Paffenholz Pia
Klinik und Poliklinik für Urologie, Uro-Onkologie, Roboter-assistierte und Spezielle Urologische Chirurgie, Universitätsklinikum Köln, Kerpener Str. 62, 50937, Köln, Deutschland.
Urologie. 2025 May 9. doi: 10.1007/s00120-025-02601-w.
Testicular tumors are rare in childhood but differ significantly from adult forms in terms of etiology, histology, and prognosis. Early diagnosis and appropriate treatment are crucial for the prognosis and quality of life of affected children.

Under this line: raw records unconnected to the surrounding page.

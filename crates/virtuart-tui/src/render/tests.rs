//! Full-screen render tests

use super::view;
use crate::test_utils::{create_test_state, TestTerminal};
use virtuart_app::handler::update;
use virtuart_app::{AppState, Focus, HitTarget, Message, ScrollDirection};
use virtuart_core::Route;

fn render_page(state: &mut AppState) -> TestTerminal {
    let mut term = TestTerminal::page();
    term.draw_with(|frame| view(frame, state));
    term
}

/// Center cell of the first region registered for `focus`
fn center_of(state: &AppState, focus: Focus) -> (u16, u16) {
    let region = state
        .hit_map
        .region_of(focus)
        .unwrap_or_else(|| panic!("{focus:?} not rendered"));
    (region.x + region.width / 2, region.y + region.height / 2)
}

/// Run a message and its follow-ups
fn drive(state: &mut AppState, message: Message) {
    let mut next = Some(message);
    while let Some(msg) = next {
        next = update(state, msg).message;
    }
}

fn click(state: &mut AppState, (column, row): (u16, u16)) {
    drive(state, Message::Click { column, row });
}

#[test]
fn test_page_renders_every_section() {
    let mut state = create_test_state();
    let term = render_page(&mut state);

    assert!(term.buffer_contains("ARTGALLERY"));
    assert!(term.buffer_contains("About Us"));
    assert!(term.buffer_contains("Curated Originals"));
    assert!(term.buffer_contains("Find your next favorite artwork"));
    assert!(term.buffer_contains("Explore Categories"));
    assert!(term.buffer_contains("Abstract"));
    assert!(term.buffer_contains("Featured Artist: Maya"));
    assert!(term.buffer_contains("All rights reserved."));
}

#[test]
fn test_render_lays_out_card_strip() {
    let mut state = create_test_state();
    assert!(state.card_strip.visible_width().is_none());

    render_page(&mut state);

    // 100 columns minus the two scroll controls
    assert_eq!(state.card_strip.visible_width(), Some(94));
}

#[test]
fn test_render_records_hit_regions() {
    let mut state = create_test_state();
    render_page(&mut state);

    for focus in [
        Focus::Nav(Route::Home),
        Focus::Nav(Route::Register),
        Focus::PrevSlide,
        Focus::NextSlide,
        Focus::Dot(2),
        Focus::HeroAction(1),
        Focus::ScrollLeft,
        Focus::Card(0),
        Focus::ScrollRight,
        Focus::FeatureLink(1),
        Focus::FooterLink(2),
    ] {
        assert!(state.hit_map.region_of(focus).is_some(), "{focus:?}");
    }
    assert!(state.hit_map.region_of(Focus::ModalClose).is_none());
}

#[test]
fn test_clicking_next_control_advances_slide() {
    let mut state = create_test_state();
    render_page(&mut state);

    let point = center_of(&state, Focus::NextSlide);
    click(&mut state, point);

    assert_eq!(state.carousel.index(), 1);
    let term = render_page(&mut state);
    assert!(term.buffer_contains("Emerging Artists"));
}

#[test]
fn test_clicking_card_opens_modal() {
    let mut state = create_test_state();
    render_page(&mut state);

    let point = center_of(&state, Focus::Card(0));
    click(&mut state, point);

    assert_eq!(state.selection.selected().map(|c| c.id.as_str()), Some("abstract"));
    let term = render_page(&mut state);
    assert!(term.buffer_contains("Bold forms & colors"));
    assert!(term.buffer_contains("Esc or click outside to close"));
}

#[test]
fn test_modal_shadows_page_regions() {
    let mut state = create_test_state();
    update(&mut state, Message::SelectCard(0));
    render_page(&mut state);

    // The header link under the backdrop is no longer reachable
    let (column, row) = (1, 1);
    assert_eq!(state.hit_map.hit(column, row), Some(HitTarget::ModalBackdrop));

    let close = center_of(&state, Focus::ModalClose);
    assert_eq!(
        state.hit_map.hit(close.0, close.1),
        Some(HitTarget::Element(Focus::ModalClose))
    );
}

#[test]
fn test_backdrop_click_closes_modal() {
    let mut state = create_test_state();
    update(&mut state, Message::SelectCard(4));
    render_page(&mut state);

    click(&mut state, (0, 0));

    assert!(!state.selection.is_open());
    let term = render_page(&mut state);
    assert!(!term.buffer_contains("Esc or click outside to close"));
}

#[test]
fn test_click_inside_modal_keeps_it_open() {
    let mut state = create_test_state();
    update(&mut state, Message::SelectCard(0));
    render_page(&mut state);

    let modal = super::widgets::CardModal::modal_rect(ratatui::layout::Rect::new(0, 0, 100, 40));
    click(&mut state, (modal.x + 2, modal.y + 3));

    assert!(state.selection.is_open());
}

#[test]
fn test_scroll_control_moves_strip_after_layout() {
    let mut state = create_test_state();
    render_page(&mut state);

    let point = center_of(&state, Focus::ScrollRight);
    click(&mut state, point);

    // round(0.8 * 94) = 75, clamped to 128 - 94
    assert_eq!(state.card_strip.target(), 34);
}

#[test]
fn test_wheel_over_strip_scrolls() {
    let mut state = create_test_state();
    render_page(&mut state);

    let (column, row) = center_of(&state, Focus::Card(1));
    drive(
        &mut state,
        Message::Wheel {
            column,
            row,
            direction: ScrollDirection::Forward,
        },
    );
    assert_eq!(state.card_strip.target(), 34);
}

#[test]
fn test_status_line_shows_followed_link() {
    let mut state = create_test_state();
    update(&mut state, Message::Navigate(Route::About));
    let term = render_page(&mut state);
    assert!(term.buffer_contains("→ /about"));
}

#[test]
fn test_small_terminal_does_not_panic() {
    let mut state = create_test_state();
    update(&mut state, Message::SelectCard(2));
    let mut term = TestTerminal::with_size(20, 8);
    term.draw_with(|frame| view(frame, &mut state));
}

The aim of this article is to provide an overview of the etiology, classification, clinical presentation, diagnostic tests, and treatment of pediatric testicular tumors.

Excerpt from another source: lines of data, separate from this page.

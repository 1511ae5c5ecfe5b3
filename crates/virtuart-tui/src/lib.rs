//! virtuart-tui - Terminal UI for the VirtuArt gallery
//!
//! This crate provides the ratatui-based landing page. It builds an
//! `AppState` from virtuart-app, mounts the gallery subscriptions and adds
//! terminal rendering, input listening and widget display.

pub mod event;
pub mod layout;
pub mod listener;
pub mod render;
pub mod runner;
pub mod terminal;
pub mod theme;
pub mod widgets;

#[cfg(test)]
pub mod test_utils;

// Re-export main entry point
pub use runner::run;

This article is based on an analysis of current literature.
Pediatric testicular tumors are benign in 60-75% of cases, most commonly teratomas or Leydig cell tumors. Malignant tumors such as yolk sac tumors are rare and show low metastatic potential. Diagnostics include ultrasound, tumor markers (AFP, hCG, LDH), and imaging (MRI, CT). Treatment consists of organ-sparing surgery in suspected benign cases and orchiectomy in malignant cases. Chemotherapy is reserved for metastatic tumors. In localized stage I disease, surveillance is often sufficient.
Pediatric germ cell tumors differ from adult testicular tumors in terms of incidence, malignancy, and histology. Treatment decisions should always be made within an interdisciplinary framework.
睾丸肿瘤在儿童期较为罕见,但在病因、组织学和预后方面与成人形式有显著差异。早期诊断和适当治疗对于患病儿童的预后和生活质量至关重要。
本文旨在概述小儿睾丸肿瘤的病因、分类、临床表现、诊断测试和治疗方法。
本文基于对当前文献的分析。
小儿睾丸肿瘤60% - 75%为良性,最常见的是畸胎瘤或Leydig细胞瘤。卵黄囊瘤等恶性肿瘤罕见且转移潜能低。诊断方法包括超声、肿瘤标志物(甲胎蛋白、人绒毛膜促性腺激素、乳酸脱氢酶)和影像学检查(磁共振成像、计算机断层扫描)。治疗方法包括对疑似良性病例进行保留器官手术,对恶性病例进行睾丸切除术。化疗仅用于转移性肿瘤。对于局部I期疾病,通常进行监测就足够了。
小儿生殖细胞肿瘤在发病率、恶性程度和组织学方面与成人睾丸肿瘤不同。治疗决策应始终在多学科框架内做出。